Bug #42019
closedosd/PrimaryLogPG: PrimaryLogPG.cc: 12662: FAILED assert(info.last_complete == info.last_update)
0%
Description
/packages-rpms/BUILD/ceph-12.2.7-1457-g2aeea6c/src/osd/PrimaryLogPG.cc: 12662: FAILED assert(info.last_complete == info.last_update) 1: (ceph::__ceph_assert_fail(char const*, char const*, int, char const*)+0x110) [0x55de190e48b0] 2: (PrimaryLogPG::recover_got(hobject_t, eversion_t)+0x5f8) [0x55de18c7d248] 3: (PrimaryLogPG::on_local_recover(hobject_t const&, ObjectRecoveryInfo const&, std::shared_ptr<ObjectContext>, bool, ObjectStore ::Transaction*)+0x2fe) [0x55de18c7d61e] 4: (ReplicatedBackend::handle_pull_response(pg_shard_t, PushOp const&, PullOp*, std::list<ReplicatedBackend::pull_complete_info, std::allocator<ReplicatedBackend::pull_complete_info> >*, ObjectStore::Transaction*)+0x779) [0x55de18e189c9] 5: (ReplicatedBackend::_do_pull_response(boost::intrusive_ptr<OpRequest>)+0x658) [0x55de18e1ae28] 6: (ReplicatedBackend::_handle_message(boost::intrusive_ptr<OpRequest>)+0x214) [0x55de18e21e44] 7: (PGBackend::handle_message(boost::intrusive_ptr<OpRequest>)+0x50) [0x55de18d3b420] 8: (PrimaryLogPG::do_request(boost::intrusive_ptr<OpRequest>&, ThreadPool::TPHandle&)+0x6dc) [0x55de18cde05c] 9: (OSD::dequeue_op(boost::intrusive_ptr<PG>, boost::intrusive_ptr<OpRequest>, ThreadPool::TPHandle&)+0x26d) [0x55de18afa3ad] 10: (PGQueueable::RunVis::operator()(boost::intrusive_ptr<OpRequest> const&)+0x57) [0x55de18db3417] 11: (OSD::ShardedOpWQ::_process(unsigned int, ceph::heartbeat_handle_d*)+0x19b4) [0x55de18b2d314] 12: (ShardedThreadPool::shardedthreadpool_worker(unsigned int)+0x839) [0x55de190ea2f9] 13: (ShardedThreadPool::WorkThreadSharded::entry()+0x10) [0x55de190ec270] 14: (()+0x7e25) [0x7fbb83204e25] 15: (clone()+0x6d) [0x7fbb822f834d]
Updated by tao ning over 4 years ago
1. Injection read fault, recover failed object is added to the missing set, log.complete_to == log.end()
2. Before the first object recovery, the new object writes, update info.last_update, because num_missing() != 0, so last_complete will not be updated
3. After the first object recovery, PeeringState::recover_got generates the error: ceph_assert(info.last_complete == info.last_update);
Updated by Neha Ojha over 4 years ago
This sounds pretty much like https://tracker.ceph.com/issues/41816, maybe the other fix needs to be backported all the way to luminous.

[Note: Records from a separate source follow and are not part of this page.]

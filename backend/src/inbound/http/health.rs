//! Liveness and readiness probes.

use std::sync::atomic::{AtomicU8, Ordering};

use actix_web::{HttpResponse, get, http::header, web};

const STARTING: u8 = 0;
const SERVING: u8 = 1;
const DRAINING: u8 = 2;

/// Server lifecycle as seen by the probes.
///
/// Moves from starting to serving once the listener is bound, and to
/// draining when shutdown begins. Draining is terminal.
#[derive(Debug)]
pub struct HealthState {
    phase: AtomicU8,
}

impl Default for HealthState {
    fn default() -> Self {
        Self {
            phase: AtomicU8::new(STARTING),
        }
    }
}

impl HealthState {
    pub fn new() -> Self {
        Self::default()
    }

    /// Start accepting traffic. Has no effect once draining.
    pub fn mark_ready(&self) {
        let _ = self
            .phase
            .compare_exchange(STARTING, SERVING, Ordering::AcqRel, Ordering::Acquire);
    }

    /// Fail both probes so orchestrators stop routing during drain.
    pub fn mark_unhealthy(&self) {
        self.phase.store(DRAINING, Ordering::Release);
    }

    pub fn is_ready(&self) -> bool {
        self.phase.load(Ordering::Acquire) == SERVING
    }

    pub fn is_alive(&self) -> bool {
        self.phase.load(Ordering::Acquire) != DRAINING
    }
}

fn probe_response(healthy: bool) -> HttpResponse {
    let mut builder = if healthy {
        HttpResponse::Ok()
    } else {
        HttpResponse::ServiceUnavailable()
    };
    builder
        .insert_header((header::CACHE_CONTROL, "no-store"))
        .finish()
}

/// Readiness probe: 200 while serving, 503 while starting or draining.
#[utoipa::path(
    get,
    path = "/health/ready",
    tags = ["health"],
    security([]),
    responses(
        (status = 200, description = "Server is ready to handle traffic"),
        (status = 503, description = "Server is not ready")
    )
)]
#[get("/health/ready")]
pub async fn ready(state: web::Data<HealthState>) -> HttpResponse {
    probe_response(state.is_ready())
}

/// Liveness probe: 200 until shutdown begins.
#[utoipa::path(
    get,
    path = "/health/live",
    tags = ["health"],
    security([]),
    responses(
        (status = 200, description = "Server is alive"),
        (status = 503, description = "Server is shutting down")
    )
)]
#[get("/health/live")]
pub async fn live(state: web::Data<HealthState>) -> HttpResponse {
    probe_response(state.is_alive())
}
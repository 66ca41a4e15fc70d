//! HTTP inbound adapter exposing the REST endpoints.

pub mod auth;
pub mod error;
pub mod health;
pub mod schemas;
pub mod state;
#[cfg(test)]
pub mod test_utils;
pub mod todos;
pub mod token_config;
pub mod users;
mod validation;

use actix_web::web;

pub use error::{ApiResult, json_error_handler, route_not_found};

/// Register the account and to-do routes plus the JSON body limits.
///
/// The caller supplies `web::Data<HttpState>`, the [`crate::Trace`]
/// middleware and the [`route_not_found`] default service.
///
/// # Examples
/// ```
/// use actix_web::{App, web};
/// use todo_backend::inbound::http::{configure, route_not_found};
///
/// let _app = App::new()
///     .configure(configure)
///     .default_service(web::to(route_not_found));
/// ```
pub fn configure(cfg: &mut web::ServiceConfig) {
    cfg.app_data(web::JsonConfig::default().error_handler(json_error_handler))
        .service(users::register)
        .service(users::login)
        .service(todos::list_todos)
        .service(todos::get_todo)
        .service(todos::create_todo)
        .service(todos::update_todo)
        .service(todos::delete_todo);
}
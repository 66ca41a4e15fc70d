//! PostgreSQL persistence adapters using Diesel.
//!
//! Repositories translate between row structs and domain types and hold no
//! business rules. Row structs and the schema stay private to this module.
//!
//! ```ignore
//! use todo_backend::outbound::persistence::{DbPool, DieselTodoRepository, PoolConfig};
//!
//! let pool = DbPool::new(PoolConfig::new("postgres://localhost/todos")).await?;
//! let todos = DieselTodoRepository::new(pool);
//! ```

mod diesel_error_mapping;
mod diesel_todo_repository;
mod diesel_user_repository;
mod migrations;
mod models;
mod pool;
mod schema;

pub use diesel_todo_repository::DieselTodoRepository;
pub use diesel_user_repository::DieselUserRepository;
pub use migrations::{MIGRATIONS, MigrationError, run_pending_migrations};
pub use pool::{DbPool, PoolConfig, PoolError};
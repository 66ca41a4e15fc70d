//! Actix middleware applied to every route.

pub mod trace;

pub use trace::Trace;
//! Domain-level error types.
//!
//! These errors are transport agnostic. Inbound adapters map each
//! [`ErrorCode`] to a protocol status; the domain only decides *which*
//! failure happened.

use serde::{Deserialize, Serialize};
use serde_json::{Value, json};

use super::TraceId;

/// Stable machine-readable error code describing the failure category.
#[derive(Debug, Clone, Copy, PartialEq, Eq, Hash, Serialize, Deserialize)]
#[non_exhaustive]
#[serde(rename_all = "snake_case")]
pub enum ErrorCode {
    /// A required payload field was absent or blank after trimming.
    MissingField,
    /// A resource identifier could not be parsed.
    InvalidId,
    /// The request body could not be decoded.
    InvalidRequest,
    /// Registration attempted with an email that is already taken.
    DuplicateEmail,
    /// Login attempted for an email with no account.
    UserNotFound,
    /// Credentials were presented but did not verify.
    InvalidCredentials,
    /// No credential was presented.
    Unauthenticated,
    /// The requester does not own the addressed resource.
    Forbidden,
    /// The addressed resource does not exist for this requester.
    NotFound,
    /// An unexpected failure inside the service or one of its stores.
    InternalError,
}

/// Domain error payload.
///
/// Errors created while a request is being traced carry that request's
/// trace identifier automatically.
///
/// # Examples
/// ```
/// use todo_backend::domain::{Error, ErrorCode};
///
/// let err = Error::not_found("todo not found");
/// assert_eq!(err.code(), ErrorCode::NotFound);
/// assert_eq!(err.message(), "todo not found");
/// ```
#[derive(Debug, Clone, PartialEq, Serialize, Deserialize)]
#[serde(rename_all = "camelCase")]
pub struct Error {
    code: ErrorCode,
    message: String,
    #[serde(default, skip_serializing_if = "Option::is_none")]
    details: Option<Value>,
    #[serde(default, skip_serializing_if = "Option::is_none")]
    trace_id: Option<String>,
}

impl Error {
    /// Create a new error, capturing the current trace identifier if any.
    pub fn new(code: ErrorCode, message: impl Into<String>) -> Self {
        Self {
            code,
            message: message.into(),
            details: None,
            trace_id: TraceId::current().map(|id| id.to_string()),
        }
    }

    /// Stable machine-readable error code.
    pub fn code(&self) -> ErrorCode {
        self.code
    }

    /// Human-readable message returned to adapters.
    pub fn message(&self) -> &str {
        self.message.as_str()
    }

    /// Supplementary error details for adapters.
    pub fn details(&self) -> Option<&Value> {
        self.details.as_ref()
    }

    /// Correlation identifier of the request that produced this error.
    pub fn trace_id(&self) -> Option<&str> {
        self.trace_id.as_deref()
    }

    /// Attach structured details to the error.
    #[must_use]
    pub fn with_details(mut self, details: Value) -> Self {
        self.details = Some(details);
        self
    }

    /// Override the trace identifier.
    #[must_use]
    pub fn with_trace_id(mut self, id: impl Into<String>) -> Self {
        self.trace_id = Some(id.into());
        self
    }

    /// A required field was missing or blank.
    ///
    /// # Examples
    /// ```
    /// use todo_backend::domain::{Error, ErrorCode};
    ///
    /// let err = Error::missing_field("email");
    /// assert_eq!(err.code(), ErrorCode::MissingField);
    /// assert_eq!(err.details().and_then(|d| d.get("field")).and_then(|v| v.as_str()), Some("email"));
    /// ```
    pub fn missing_field(field: &str) -> Self {
        Self::new(
            ErrorCode::MissingField,
            format!("missing required field: {field}"),
        )
        .with_details(json!({ "field": field }))
    }

    /// An identifier failed to parse.
    pub fn invalid_id(value: &str) -> Self {
        Self::new(ErrorCode::InvalidId, format!("Invalid ID: {value}"))
            .with_details(json!({ "value": value }))
    }

    /// Convenience constructor for [`ErrorCode::InvalidRequest`].
    pub fn invalid_request(message: impl Into<String>) -> Self {
        Self::new(ErrorCode::InvalidRequest, message)
    }

    /// Convenience constructor for [`ErrorCode::DuplicateEmail`].
    pub fn duplicate_email() -> Self {
        Self::new(ErrorCode::DuplicateEmail, "Email already exists")
    }

    /// Convenience constructor for [`ErrorCode::UserNotFound`].
    pub fn user_not_found() -> Self {
        Self::new(ErrorCode::UserNotFound, "User does not exist")
    }

    /// Convenience constructor for [`ErrorCode::InvalidCredentials`].
    pub fn invalid_credentials() -> Self {
        Self::new(ErrorCode::InvalidCredentials, "Invalid credentials")
    }

    /// Convenience constructor for [`ErrorCode::Unauthenticated`].
    pub fn unauthenticated() -> Self {
        Self::new(
            ErrorCode::Unauthenticated,
            "User not authorised. Please login first",
        )
    }

    /// Convenience constructor for [`ErrorCode::Forbidden`].
    pub fn forbidden(message: impl Into<String>) -> Self {
        Self::new(ErrorCode::Forbidden, message)
    }

    /// Convenience constructor for [`ErrorCode::NotFound`].
    pub fn not_found(message: impl Into<String>) -> Self {
        Self::new(ErrorCode::NotFound, message)
    }

    /// Convenience constructor for [`ErrorCode::InternalError`].
    pub fn internal(message: impl Into<String>) -> Self {
        Self::new(ErrorCode::InternalError, message)
    }
}

impl std::fmt::Display for Error {
    fn fmt(&self, f: &mut std::fmt::Formatter<'_>) -> std::fmt::Result {
        write!(f, "{}", self.message)
    }
}

impl std::error::Error for Error {}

Updated by xie xingguo over 4 years ago
- Status changed from Resolved to Pending Backport
Updated by Nathan Cutler over 4 years ago
- Copied to Backport #42131: nautilus: osd/PrimaryLogPG: PrimaryLogPG.cc: 12662: FAILED assert(info.last_complete == info.last_update) added
Updated by Nathan Cutler over 4 years ago
- Copied to Backport #42132: luminous: osd/PrimaryLogPG: PrimaryLogPG.cc: 12662: FAILED assert(info.last_complete == info.last_update) added
Updated by Nathan Cutler over 4 years ago
- Copied to Backport #42133: mimic: osd/PrimaryLogPG: PrimaryLogPG.cc: 12662: FAILED assert(info.last_complete == info.last_update) added
Updated by Nathan Cutler over 4 years ago
The fix touches code that exists only in master:
void PeeringState::force_object_missing( const set<pg_shard_t> &peers, const hobject_t &soid, eversion_t version) { for (auto &&peer : peers) { if (peer != primary) { peer_missing[peer].add(soid, version, eversion_t(), false); } else { pg_log.missing_add(soid, version, eversion_t()); pg_log.reset_complete_to(&info); pg_log.set_last_requested(0); } }
so this doesn't look like a candidate for backport.
Updated by Nathan Cutler over 4 years ago
- Status changed from Pending Backport to Resolved
While running with --resolve-parent, the script "backport-create-issue" noticed that all backports of this issue are in status "Resolved" or "Rejected".